→ Your assignment
Please filter the entries for the word "cannot" and copy every line that has it.
___ The data
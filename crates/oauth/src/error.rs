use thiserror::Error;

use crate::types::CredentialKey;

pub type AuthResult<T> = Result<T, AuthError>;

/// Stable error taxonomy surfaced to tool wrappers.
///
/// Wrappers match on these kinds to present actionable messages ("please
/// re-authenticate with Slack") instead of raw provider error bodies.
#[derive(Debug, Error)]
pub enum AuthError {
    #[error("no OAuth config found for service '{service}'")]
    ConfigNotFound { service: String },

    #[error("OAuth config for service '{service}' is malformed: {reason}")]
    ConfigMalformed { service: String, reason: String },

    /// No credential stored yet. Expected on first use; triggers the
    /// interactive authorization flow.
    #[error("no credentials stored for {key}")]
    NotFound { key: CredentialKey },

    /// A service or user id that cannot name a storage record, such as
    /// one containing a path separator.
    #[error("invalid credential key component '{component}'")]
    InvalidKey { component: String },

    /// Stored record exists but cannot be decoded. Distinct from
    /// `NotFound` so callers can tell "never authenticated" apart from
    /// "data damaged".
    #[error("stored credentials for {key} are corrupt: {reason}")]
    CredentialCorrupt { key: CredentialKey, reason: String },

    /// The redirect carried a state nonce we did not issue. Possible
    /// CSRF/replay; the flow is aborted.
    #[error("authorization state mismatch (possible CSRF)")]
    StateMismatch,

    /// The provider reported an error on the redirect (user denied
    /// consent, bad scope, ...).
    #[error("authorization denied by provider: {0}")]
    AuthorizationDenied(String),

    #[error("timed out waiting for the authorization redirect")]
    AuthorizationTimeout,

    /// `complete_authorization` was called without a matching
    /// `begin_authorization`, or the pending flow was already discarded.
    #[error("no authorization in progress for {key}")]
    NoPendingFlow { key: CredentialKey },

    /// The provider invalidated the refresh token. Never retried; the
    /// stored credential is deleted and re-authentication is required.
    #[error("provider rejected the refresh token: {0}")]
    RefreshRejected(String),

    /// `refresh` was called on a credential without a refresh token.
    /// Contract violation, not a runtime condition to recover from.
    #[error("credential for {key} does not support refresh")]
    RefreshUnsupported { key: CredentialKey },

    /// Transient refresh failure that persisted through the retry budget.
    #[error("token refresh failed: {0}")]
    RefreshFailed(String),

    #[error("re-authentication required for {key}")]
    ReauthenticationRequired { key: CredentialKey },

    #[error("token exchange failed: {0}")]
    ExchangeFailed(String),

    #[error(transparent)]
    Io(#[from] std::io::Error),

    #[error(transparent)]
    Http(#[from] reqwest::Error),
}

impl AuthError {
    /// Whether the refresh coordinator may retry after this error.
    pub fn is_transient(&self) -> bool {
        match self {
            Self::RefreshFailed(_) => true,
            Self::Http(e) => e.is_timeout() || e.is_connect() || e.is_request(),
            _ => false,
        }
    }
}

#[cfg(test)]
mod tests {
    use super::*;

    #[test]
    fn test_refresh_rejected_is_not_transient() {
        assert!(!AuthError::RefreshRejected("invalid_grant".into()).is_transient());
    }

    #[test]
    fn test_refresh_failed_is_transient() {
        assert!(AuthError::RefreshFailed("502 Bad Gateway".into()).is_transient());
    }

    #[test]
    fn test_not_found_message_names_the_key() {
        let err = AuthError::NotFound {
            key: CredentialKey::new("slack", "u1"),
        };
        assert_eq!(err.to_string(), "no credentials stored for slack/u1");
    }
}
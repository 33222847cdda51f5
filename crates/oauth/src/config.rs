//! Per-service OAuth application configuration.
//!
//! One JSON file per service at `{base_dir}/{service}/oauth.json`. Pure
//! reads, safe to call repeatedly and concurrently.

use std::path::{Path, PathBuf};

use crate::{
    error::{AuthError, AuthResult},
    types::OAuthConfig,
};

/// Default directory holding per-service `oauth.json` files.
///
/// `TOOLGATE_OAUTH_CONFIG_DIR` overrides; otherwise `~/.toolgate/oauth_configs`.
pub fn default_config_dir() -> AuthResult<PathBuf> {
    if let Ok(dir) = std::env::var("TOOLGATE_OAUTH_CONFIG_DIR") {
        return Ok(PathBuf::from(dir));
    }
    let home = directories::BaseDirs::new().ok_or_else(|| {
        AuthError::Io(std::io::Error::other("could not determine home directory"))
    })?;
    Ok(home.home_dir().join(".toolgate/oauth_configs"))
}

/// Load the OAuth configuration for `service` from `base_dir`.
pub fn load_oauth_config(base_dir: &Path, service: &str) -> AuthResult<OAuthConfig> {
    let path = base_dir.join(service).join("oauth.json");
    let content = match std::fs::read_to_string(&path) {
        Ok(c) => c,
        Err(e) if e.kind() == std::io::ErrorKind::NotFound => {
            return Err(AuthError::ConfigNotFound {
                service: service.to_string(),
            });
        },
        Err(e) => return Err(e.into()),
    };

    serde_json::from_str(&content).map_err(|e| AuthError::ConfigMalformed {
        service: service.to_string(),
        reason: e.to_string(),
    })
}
______
→ Result below
    /// A service or user id that cannot name a storage record, such as
    /// Stored record exists but cannot be decoded. Distinct from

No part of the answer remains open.